PROBLEM DETAILS = All of the data below should be output exactly as given.
________
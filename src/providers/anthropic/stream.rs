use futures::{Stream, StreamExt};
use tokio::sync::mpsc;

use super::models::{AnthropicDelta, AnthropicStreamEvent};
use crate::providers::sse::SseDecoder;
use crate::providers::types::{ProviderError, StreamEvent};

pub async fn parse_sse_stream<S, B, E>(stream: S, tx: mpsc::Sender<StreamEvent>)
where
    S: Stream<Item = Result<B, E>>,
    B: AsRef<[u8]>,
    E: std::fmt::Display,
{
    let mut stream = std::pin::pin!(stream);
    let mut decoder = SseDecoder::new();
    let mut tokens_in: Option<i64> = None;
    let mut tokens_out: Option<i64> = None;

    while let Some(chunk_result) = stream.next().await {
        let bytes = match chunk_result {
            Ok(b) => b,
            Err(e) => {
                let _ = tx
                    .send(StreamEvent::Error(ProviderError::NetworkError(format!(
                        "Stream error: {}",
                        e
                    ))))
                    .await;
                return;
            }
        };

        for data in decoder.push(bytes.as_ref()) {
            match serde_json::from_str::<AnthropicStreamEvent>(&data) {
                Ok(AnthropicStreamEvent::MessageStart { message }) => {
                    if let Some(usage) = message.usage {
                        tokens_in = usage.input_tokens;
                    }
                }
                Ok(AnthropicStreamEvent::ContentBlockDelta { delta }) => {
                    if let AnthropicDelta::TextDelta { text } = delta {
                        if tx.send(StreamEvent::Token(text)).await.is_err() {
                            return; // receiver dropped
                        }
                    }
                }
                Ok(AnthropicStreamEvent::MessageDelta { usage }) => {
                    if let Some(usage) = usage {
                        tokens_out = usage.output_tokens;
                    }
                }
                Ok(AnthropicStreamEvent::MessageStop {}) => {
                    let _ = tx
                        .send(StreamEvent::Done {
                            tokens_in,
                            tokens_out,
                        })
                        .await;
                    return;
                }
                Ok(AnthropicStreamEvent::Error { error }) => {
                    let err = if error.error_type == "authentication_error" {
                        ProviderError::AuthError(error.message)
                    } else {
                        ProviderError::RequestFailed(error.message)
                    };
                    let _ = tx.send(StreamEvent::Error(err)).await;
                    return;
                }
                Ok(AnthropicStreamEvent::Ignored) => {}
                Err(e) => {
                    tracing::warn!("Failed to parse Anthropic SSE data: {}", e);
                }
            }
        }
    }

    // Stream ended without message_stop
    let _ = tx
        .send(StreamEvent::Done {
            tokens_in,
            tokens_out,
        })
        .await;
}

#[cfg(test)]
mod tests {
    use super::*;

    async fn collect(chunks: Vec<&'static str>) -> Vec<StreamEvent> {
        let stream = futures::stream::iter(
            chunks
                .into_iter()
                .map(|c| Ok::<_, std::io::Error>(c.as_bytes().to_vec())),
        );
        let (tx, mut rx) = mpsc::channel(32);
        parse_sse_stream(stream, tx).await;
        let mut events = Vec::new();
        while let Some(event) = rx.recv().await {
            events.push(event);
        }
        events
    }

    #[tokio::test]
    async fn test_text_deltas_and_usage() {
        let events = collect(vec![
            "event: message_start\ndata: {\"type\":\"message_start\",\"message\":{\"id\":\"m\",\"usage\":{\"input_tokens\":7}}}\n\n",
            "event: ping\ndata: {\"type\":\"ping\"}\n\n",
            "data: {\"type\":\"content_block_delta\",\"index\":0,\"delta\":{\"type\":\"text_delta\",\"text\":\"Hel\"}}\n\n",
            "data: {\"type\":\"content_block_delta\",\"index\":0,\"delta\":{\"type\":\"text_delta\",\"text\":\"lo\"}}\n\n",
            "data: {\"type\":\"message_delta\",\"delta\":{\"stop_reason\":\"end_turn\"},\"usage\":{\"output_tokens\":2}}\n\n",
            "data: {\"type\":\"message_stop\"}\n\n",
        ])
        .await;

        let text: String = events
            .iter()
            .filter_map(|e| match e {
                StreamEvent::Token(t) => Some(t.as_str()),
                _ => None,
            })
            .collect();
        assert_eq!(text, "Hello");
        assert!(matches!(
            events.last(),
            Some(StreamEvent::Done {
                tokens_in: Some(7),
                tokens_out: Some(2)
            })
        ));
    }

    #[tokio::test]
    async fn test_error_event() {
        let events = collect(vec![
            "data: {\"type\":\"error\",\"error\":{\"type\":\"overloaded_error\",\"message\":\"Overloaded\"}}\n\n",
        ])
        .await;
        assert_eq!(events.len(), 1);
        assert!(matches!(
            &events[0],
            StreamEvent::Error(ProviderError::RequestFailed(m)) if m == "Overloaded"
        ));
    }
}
________
EXERCISE OUTPUT =
filename src/providers/anthropic/stream.rs
use futures::{Stream, StreamExt};
use tokio::sync::mpsc;

use super::models::{AnthropicDelta, AnthropicStreamEvent};
use crate::providers::sse::SseDecoder;
use crate::providers::types::{ProviderError, StreamEvent};

pub async fn parse_sse_stream<S, B, E>(stream: S, tx: mpsc::Sender<StreamEvent>)
where
    S: Stream<Item = Result<B, E>>,
    B: AsRef<[u8]>,
    E: std::fmt::Display,
{
    let mut stream = std::pin::pin!(stream);
    let mut decoder = SseDecoder::new();
    let mut tokens_in: Option<i64> = None;
    let mut tokens_out: Option<i64> = None;

    while let Some(chunk_result) = stream.next().await {
        let bytes = match chunk_result {
            Ok(b) => b,
            Err(e) => {
                let _ = tx
                    .send(StreamEvent::Error(ProviderError::NetworkError(format!(
                        "Stream error: {}",
                        e
                    ))))
                    .await;
                return;
            }
        };

        for data in decoder.push(bytes.as_ref()) {
            match serde_json::from_str::<AnthropicStreamEvent>(&data) {
                Ok(AnthropicStreamEvent::MessageStart { message }) => {
                    if let Some(usage) = message.usage {
                        tokens_in = usage.input_tokens;
                    }
                }
                Ok(AnthropicStreamEvent::ContentBlockDelta { delta }) => {
                    if let AnthropicDelta::TextDelta { text } = delta {
                        if tx.send(StreamEvent::Token(text)).await.is_err() {
                            return; // receiver dropped
                        }
                    }
                }
                Ok(AnthropicStreamEvent::MessageDelta { usage }) => {
                    if let Some(usage) = usage {
                        tokens_out = usage.output_tokens;
                    }
                }
                Ok(AnthropicStreamEvent::MessageStop {}) => {
                    let _ = tx
                        .send(StreamEvent::Done {
                            tokens_in,
                            tokens_out,
                        })
                        .await;
                    return;
                }
                Ok(AnthropicStreamEvent::Error { error }) => {
                    let err = if error.error_type == "authentication_error" {
                        ProviderError::AuthError(error.message)
                    } else {
                        ProviderError::RequestFailed(error.message)
                    };
                    let _ = tx.send(StreamEvent::Error(err)).await;
                    return;
                }
                Ok(AnthropicStreamEvent::Ignored) => {}
                Err(e) => {
                    tracing::warn!("Failed to parse Anthropic SSE data: {}", e);
                }
            }
        }
    }

    // Stream ended without message_stop
    let _ = tx
        .send(StreamEvent::Done {
            tokens_in,
            tokens_out,
        })
        .await;
}

#[cfg(test)]
mod tests {
    use super::*;

    async fn collect(chunks: Vec<&'static str>) -> Vec<StreamEvent> {
        let stream = futures::stream::iter(
            chunks
                .into_iter()
                .map(|c| Ok::<_, std::io::Error>(c.as_bytes().to_vec())),
        );
        let (tx, mut rx) = mpsc::channel(32);
        parse_sse_stream(stream, tx).await;
        let mut events = Vec::new();
        while let Some(event) = rx.recv().await {
            events.push(event);
        }
        events
    }

    #[tokio::test]
    async fn test_text_deltas_and_usage() {
        let events = collect(vec![
            "event: message_start\ndata: {\"type\":\"message_start\",\"message\":{\"id\":\"m\",\"usage\":{\"input_tokens\":7}}}\n\n",
            "event: ping\ndata: {\"type\":\"ping\"}\n\n",
            "data: {\"type\":\"content_block_delta\",\"index\":0,\"delta\":{\"type\":\"text_delta\",\"text\":\"Hel\"}}\n\n",
            "data: {\"type\":\"content_block_delta\",\"index\":0,\"delta\":{\"type\":\"text_delta\",\"text\":\"lo\"}}\n\n",
            "data: {\"type\":\"message_delta\",\"delta\":{\"stop_reason\":\"end_turn\"},\"usage\":{\"output_tokens\":2}}\n\n",
            "data: {\"type\":\"message_stop\"}\n\n",
        ])
        .await;

        let text: String = events
            .iter()
            .filter_map(|e| match e {
                StreamEvent::Token(t) => Some(t.as_str()),
                _ => None,
            })
            .collect();
        assert_eq!(text, "Hello");
        assert!(matches!(
            events.last(),
            Some(StreamEvent::Done {
                tokens_in: Some(7),
                tokens_out: Some(2)
            })
        ));
    }

    #[tokio::test]
    async fn test_error_event() {
        let events = collect(vec![
            "data: {\"type\":\"error\",\"error\":{\"type\":\"overloaded_error\",\"message\":\"Overloaded\"}}\n\n",
        ])
        .await;
        assert_eq!(events.len(), 1);
        assert!(matches!(
            &events[0],
            StreamEvent::Error(ProviderError::RequestFailed(m)) if m == "Overloaded"
        ));
    }
}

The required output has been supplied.